If you haven't already done so you need to go through the report and basically tear it to pieces. Concentrate on picking up any factual errors. After that you need to sit down with the descriptors and, bearing in mind the 'repeatedly and reliably' criteria, make an as objective assessment as you can of where you should have scored points.

 

The assessment guide is here https://www.gov.uk/government/public...ment-providers which provides lots of useful info about how the assessment could have been conducted. I can't see how it could have been done properly in 10 minutes, so you can also mention all the things the assessor didn't do.

 

Once you've done all that, try to make it into some sort of logical statement and send it to the tribunal as soon as you can. Make a bullet point list of things you want to be sure to mention to the tribunal at the hearing.

 

You must attend the hearing, but try to take some one with you for moral support. If they also know something about your day-to-day difficulties, that would be a bonus. DWP are notorious for not taking account of carer's/relatives evidence, but tribunals do, especially where they haven't much to go in from the assessment report.

 

 

An entirely factual statement from your wife in her own words would be extremely helpful.
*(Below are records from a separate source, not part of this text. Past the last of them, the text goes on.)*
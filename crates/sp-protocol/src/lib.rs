//! Silent Payments RPC Protocol Types
//!
//! Defines the JSON-RPC 2.0 envelope spoken between the subscribe check and
//! the server under test. Messages are single JSON objects terminated by a
//! newline.

pub mod error;
pub mod reader;
pub mod request;
pub mod response;

pub use error::{ErrorCode, RpcErrorObject};
pub use reader::read_message;
pub use request::RpcRequest;
pub use response::RpcResponse;

/// JSON-RPC version string carried in every envelope.
pub const JSONRPC_VERSION: &str = "2.0";

/// Method that derives a silent payments address from scan/spend keys.
pub const METHOD_SILENTPAYMENTS_SUBSCRIBE: &str = "blockchain.silentpayments.subscribe";

/// Upper bound on a single newline-delimited message, in bytes.
pub const MAX_MESSAGE_BYTES: usize = 4096;
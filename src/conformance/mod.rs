//! Subscribe conformance check
//!
//! Validates a server's `blockchain.silentpayments.subscribe` response against
//! the BIP 352 test vector. Every failure path is an [`Outcome`] value; the
//! check never panics on server misbehavior.

mod runner;
mod validate;

pub use runner::Harness;
pub use validate::validate_response;

use serde::{Deserialize, Serialize};
use serde_json::Value;

use crate::summary::OutcomeKind;

/// Result of one run
#[derive(Debug, Clone, PartialEq, Serialize, Deserialize)]
#[serde(tag = "outcome", rename_all = "snake_case")]
pub enum Outcome {
    /// The server returned exactly the expected address
    Success { address: String },
    /// The server returned a different result
    Mismatch { expected: String, actual: String },
    /// Valid JSON without a usable `result`
    ProtocolError {
        detail: String,
        #[serde(default, skip_serializing_if = "Option::is_none")]
        error: Option<Value>,
    },
    /// Response bytes were not UTF-8 JSON
    DecodeError { reason: String, raw: String },
    /// Transport failure before or during the exchange
    ConnectionError { reason: String },
}

impl Outcome {
    /// Outcome kind
    pub fn kind(&self) -> OutcomeKind {
        match self {
            Outcome::Success { .. } => OutcomeKind::Success,
            Outcome::Mismatch { .. } => OutcomeKind::Mismatch,
            Outcome::ProtocolError { .. } => OutcomeKind::ProtocolError,
            Outcome::DecodeError { .. } => OutcomeKind::DecodeError,
            Outcome::ConnectionError { .. } => OutcomeKind::ConnectionError,
        }
    }

    /// Returns true only for an exact match
    pub fn is_success(&self) -> bool {
        matches!(self, Outcome::Success { .. })
    }
}
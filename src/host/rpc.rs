//! Request builder and exchange
//!
//! Builds the single subscribe request and performs the one send/receive
//! cycle of a run.

use std::io::{self, BufReader, Read, Write};

use sp_protocol::{read_message, RpcRequest, MAX_MESSAGE_BYTES, METHOD_SILENTPAYMENTS_SUBSCRIBE};
use tracing::debug;

use crate::vector::TestVector;

/// Request ID of the only request sent on a connection
pub const REQUEST_ID: u64 = 1;

/// Exchange errors (the connection failed after it was established)
#[derive(Debug, thiserror::Error)]
pub enum ExchangeError {
    #[error("failed to send request: {0}")]
    Send(#[source] io::Error),

    #[error("failed to receive response: {0}")]
    Receive(#[source] io::Error),
}

/// Build the subscribe request for `vector`
pub fn build_request(vector: &TestVector) -> RpcRequest {
    RpcRequest::new(REQUEST_ID, METHOD_SILENTPAYMENTS_SUBSCRIBE, vector.params())
}

/// Exact bytes sent on the wire for `vector`, newline included
pub fn request_line(vector: &TestVector) -> Result<Vec<u8>, serde_json::Error> {
    build_request(vector).to_line()
}

/// Send `line` and read back one newline-delimited response.
///
/// The response is bounded by [`MAX_MESSAGE_BYTES`]; partial reads are
/// accumulated until the newline or end of stream.
pub fn exchange<S: Read + Write>(stream: &mut S, line: &[u8]) -> Result<Vec<u8>, ExchangeError> {
    stream.write_all(line).map_err(ExchangeError::Send)?;
    stream.flush().map_err(ExchangeError::Send)?;
    debug!(bytes = line.len(), "request sent");

    let mut reader = BufReader::new(stream);
    let response = read_message(&mut reader, MAX_MESSAGE_BYTES).map_err(ExchangeError::Receive)?;
    debug!(bytes = response.len(), "response received");
    Ok(response)
}

#[cfg(test)]
mod tests {
    use super::*;
    use std::io::Cursor;

    /// In-memory duplex: reads come from `input`, writes land in `output`.
    struct Duplex {
        input: Cursor<Vec<u8>>,
        output: Vec<u8>,
    }

    impl Duplex {
        fn new(input: &[u8]) -> Self {
            Self {
                input: Cursor::new(input.to_vec()),
                output: Vec::new(),
            }
        }
    }

    impl Read for Duplex {
        fn read(&mut self, buf: &mut [u8]) -> io::Result<usize> {
            self.input.read(buf)
        }
    }

    impl Write for Duplex {
        fn write(&mut self, buf: &[u8]) -> io::Result<usize> {
            self.output.write(buf)
        }

        fn flush(&mut self) -> io::Result<()> {
            Ok(())
        }
    }

    struct BrokenPipe;

    impl Read for BrokenPipe {
        fn read(&mut self, _buf: &mut [u8]) -> io::Result<usize> {
            Err(io::Error::new(io::ErrorKind::ConnectionReset, "reset"))
        }
    }

    impl Write for BrokenPipe {
        fn write(&mut self, _buf: &[u8]) -> io::Result<usize> {
            Err(io::Error::new(io::ErrorKind::BrokenPipe, "broken pipe"))
        }

        fn flush(&mut self) -> io::Result<()> {
            Ok(())
        }
    }

    #[test]
    fn test_request_line_matches_wire_format() {
        let line = request_line(&TestVector::BIP352).unwrap();
        let expected = concat!(
            "{\"jsonrpc\":\"2.0\",\"id\":1,",
            "\"method\":\"blockchain.silentpayments.subscribe\",",
            "\"params\":[\"0f694e068028a717f8af6b9411f9a133dd3565258714cc226594b34db90c1f2c\",",
            "\"025cc9856d6f8375350e123978daac200c260cb5b5ae83106cab90484dcd8fcf36\",",
            "709632]}\n"
        );
        assert_eq!(String::from_utf8(line).unwrap(), expected);
    }

    #[test]
    fn test_request_is_deterministic() {
        assert_eq!(
            request_line(&TestVector::BIP352).unwrap(),
            request_line(&TestVector::BIP352).unwrap()
        );
        let request = build_request(&TestVector::BIP352);
        assert_eq!(request.id, REQUEST_ID);
        assert_eq!(request.method, METHOD_SILENTPAYMENTS_SUBSCRIBE);
    }

    #[test]
    fn test_exchange_writes_line_and_reads_one_message() {
        let mut duplex = Duplex::new(b"{\"result\":\"sp1x\"}\n{\"result\":\"extra\"}\n");
        let response = exchange(&mut duplex, b"ping\n").unwrap();
        assert_eq!(duplex.output, b"ping\n");
        assert_eq!(response, b"{\"result\":\"sp1x\"}\n");
    }

    #[test]
    fn test_exchange_bounds_response_size() {
        let mut duplex = Duplex::new(&vec![b'a'; MAX_MESSAGE_BYTES * 2]);
        let response = exchange(&mut duplex, b"ping\n").unwrap();
        assert_eq!(response.len(), MAX_MESSAGE_BYTES);
    }

    #[test]
    fn test_exchange_maps_send_failure() {
        let err = exchange(&mut BrokenPipe, b"ping\n").unwrap_err();
        assert!(matches!(err, ExchangeError::Send(_)));
    }
}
Try not to help her remember exactly what happened, it doesn't matter if your accounts differ in irrelevant details but it would be noticed if they were identical. She should try to avoid expressing any opinion about what should or should not have been done, just keep to the facts e.g. the assessor asked (your name) if he does his own shopping. (Your name) replied 'Yes, but ...' and the assessor interrupted and prevented him from completing his sentence. He does do his own shopping, but he always does it online so he doesn't have to go out'. As well as providing a statement about the actual assessment, she can provide a statement about how she helps you or what aids you need. You could both try keeping a diary for a few days.

RMW

"If you want my parking space, please take my disability" Common car park sign in France.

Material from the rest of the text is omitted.